The API supports adding WireMock extensions to the test container. The extension can be sourced from the classpath for bundled extensions, or added from the JAR file in the initializer.

Using external extensions

For the external extensions, an extension Jar should be pulled to the test directory before running the test. Apache Maven Dependency Plugin can be used for this purpose.

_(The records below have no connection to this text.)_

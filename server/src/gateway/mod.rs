//! Duplex Gateway
//!
//! WebSocket endpoint for downstream bot processes. A client authenticates with
//! `x-bot-appid` and `authorization` headers, claims a duplex slot, then receives
//! pushed events and sign requests and answers the latter with correlated replies.

pub mod protocol;
pub mod registry;

use std::sync::Arc;

use axum::{
    extract::{
        ws::{Message, WebSocket},
        Request, State, WebSocketUpgrade,
    },
    http::{header::AUTHORIZATION, StatusCode},
    response::{IntoResponse, Response},
};
use futures::{SinkExt, StreamExt};
use tokio::sync::mpsc;
use tracing::{error, info, instrument, warn};

use crate::api::{client_ip, header_str, AppState, BOT_ID_HEADER};
use crate::error::RelayError;
use crate::observability::redact;

pub use registry::{ConnectionRegistry, LiveConnection, SlotKey};

/// WebSocket upgrade handler.
///
/// Connections are authenticated before the upgrade; refused clients never
/// reach the registry.
#[instrument(skip_all)]
pub async fn handler(
    State(state): State<AppState>,
    ws: WebSocketUpgrade,
    request: Request,
) -> Response {
    let headers = request.headers();
    let ip = client_ip(headers, request.extensions(), state.config.trust_real_ip);
    info!(ip = %ip, uri = %request.uri(), "New duplex connection request");

    if state.blacklist.contains(&ip) {
        warn!(ip = %ip, "Duplex connection from blacklisted IP refused");
        return StatusCode::FORBIDDEN.into_response();
    }

    let bot_id = header_str(headers, BOT_ID_HEADER);
    let secret = header_str(headers, AUTHORIZATION.as_str());

    let slot = match state.registry.authenticate(bot_id, secret) {
        Ok(slot) => slot,
        Err(e) => {
            warn!(ip = %ip, error = %e, "Duplex connection refused");
            let status = match e {
                RelayError::Auth(_) => StatusCode::UNAUTHORIZED,
                _ => StatusCode::FORBIDDEN,
            };
            return status.into_response();
        }
    };

    info!(
        bot_id = %slot.bot_id,
        slot = slot.index,
        ip = %ip,
        token = %secret.map(redact).unwrap_or_default(),
        "Duplex connection authenticated"
    );

    let registry = state.registry.clone();
    ws.on_upgrade(move |socket| serve_connection(socket, registry, slot, ip))
}

/// Drive one attached connection until it closes or fails.
///
/// The slot is cleared as soon as the read side ends, before the write task is
/// stopped, so no dispatcher sees a dead connection as available.
pub async fn serve_connection(
    socket: WebSocket,
    registry: Arc<ConnectionRegistry>,
    slot: SlotKey,
    ip: String,
) {
    let (mut sink, mut stream) = socket.split();
    let (tx, mut rx) = mpsc::unbounded_channel::<String>();

    let connection = LiveConnection::new(ip.clone(), tx);
    let connection_id = connection.id;
    registry.attach(slot.clone(), connection);
    info!(
        bot_id = %slot.bot_id,
        slot = slot.index,
        ip = %ip,
        connection_id = %connection_id,
        "Duplex connection attached"
    );

    let writer = tokio::spawn(async move {
        while let Some(text) = rx.recv().await {
            if sink.send(Message::Text(text.into())).await.is_err() {
                break;
            }
        }
    });

    let mut failure = None;
    while let Some(frame) = stream.next().await {
        match frame {
            Ok(Message::Text(text)) => {
                registry.route_inbound(connection_id, text.as_str());
            }
            Ok(Message::Close(_)) => break,
            Ok(_) => {}
            Err(e) => {
                failure = Some(e);
                break;
            }
        }
    }

    registry.detach(&slot, connection_id);
    // Dropping both halves closes the transport.
    writer.abort();

    match failure {
        Some(e) => error!(
            bot_id = %slot.bot_id,
            slot = slot.index,
            ip = %ip,
            error = %e,
            "Duplex connection failed, closed"
        ),
        None => info!(
            bot_id = %slot.bot_id,
            slot = slot.index,
            ip = %ip,
            "Duplex connection closed"
        ),
    }
}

Make sure that all dependencies of the extension JAR, if any, are also included.

Below you can see an examples of using the JSON Body Transformer extension from the 9cookies/wiremock-extensions.

Copying the dependency:

      <plugin>
        <groupId>org.apache.maven.plugins</groupId>
        <artifactId>maven-dependency-plugin</artifactId>
        <version>3.5.0</version>
        <executions>
          <execution>
            <id>copy</id>
            <phase>package</phase>
            <goals>
              <goal>copy</goal>
            </goals>
            <configuration>
              <artifactItems>
                <artifactItem>
                  <groupId>com.ninecookies.wiremock.extensions</groupId>
                  <artifactId>wiremock-extensions</artifactId>
                  <version>0.4.1</version>
                  <classifier>jar-with-dependencies</classifier>
                </artifactItem>
              </artifactItems>
              <outputDirectory>${project.build.directory}/test-wiremock-extension</outputDirectory>
            </configuration>
          </execution>
        </executions>
      </plugin>

Mapping definition:

{
  "request": {
    "method": "POST",
    "url": "/json-body-transformer"
  },
  "response": {
    "status": 201,
    "headers": {
      "content-type": "application/json"
    },
    "jsonBody": {
      "message": "Hello, $(name)!"
    },
    "transformers" : ["json-body-transformer"]
  }
}

Test sample:

Sample code using JUnit 5
@Testcontainers
public class WireMockContainerExtensionJUnit5Test {

  @Container
  public WireMockContainer wiremockServer = new WireMockContainer("2.35.0")
      .withMapping("json-body-transformer", WireMockContainerExtensionTest.class, "json-body-transformer.json")
      .withExtension("JSON Body Transformer", Collections.singleton("com.ninecookies.wiremock.extensions.JsonBodyTransformer"),
          Collections.singleton(Paths.get("target", "test-wiremock-extension", "9cookies-wiremock-extensions.jar").toFile()));

  @Test
  public void testJSONBodyTransformer() throws Exception {
    final HttpClient client = HttpClient.newBuilder().build();
    final HttpRequest request = HttpRequest.newBuilder()
        .uri(wiremockServer.getRequestURI("json-body-transformer"))
        .timeout(Duration.ofSeconds(10))
        .header("Content-Type", "application/json")
        .POST(HttpRequest.BodyPublishers.ofString("{\"name\":\"John Doe\"}")).build();

    HttpResponse<String> response = client.send(request, HttpResponse.BodyHandlers.ofString());

    assertThat(response.body()).as("Wrong response body")
        .contains("Hello, John Doe!");
  }
}
Sample code using JUnit 4
public class WireMockContainerExtensionTest {
    @Rule
    public WireMockContainer wiremockServer = new WireMockContainer("2.35.0")
            .withMapping("json-body-transformer", WireMockContainerExtensionTest.class, "json-body-transformer.json")
            .withExtension("JSON Body Transformer", Collections.singleton("com.ninecookies.wiremock.extensions.JsonBodyTransformer"),
                    Collections.singleton(Paths.get("target", "test-wiremock-extension", "9cookies-wiremock-extensions.jar").toFile()));

    @Test
    public void testJSONBodyTransformer() throws Exception {
        final HttpClient client = HttpClient.newBuilder().build();
        final HttpRequest request = HttpRequest.newBuilder()
                .uri(wiremockServer.getRequestURI("json-body-transformer"))
                .timeout(Duration.ofSeconds(10))
                .header("Content-Type", "application/json")
                .POST(HttpRequest.BodyPublishers.ofString("{\"name\":\"John Doe\"}")).build();

        HttpResponse<String> response = client.send(request, HttpResponse.BodyHandlers.ofString());

        assertThat(response.body()).as("Wrong response body")
                .contains("Hello, John Doe!");
    }
}

Contributing

All contributions are welcome! Just submit a pull request.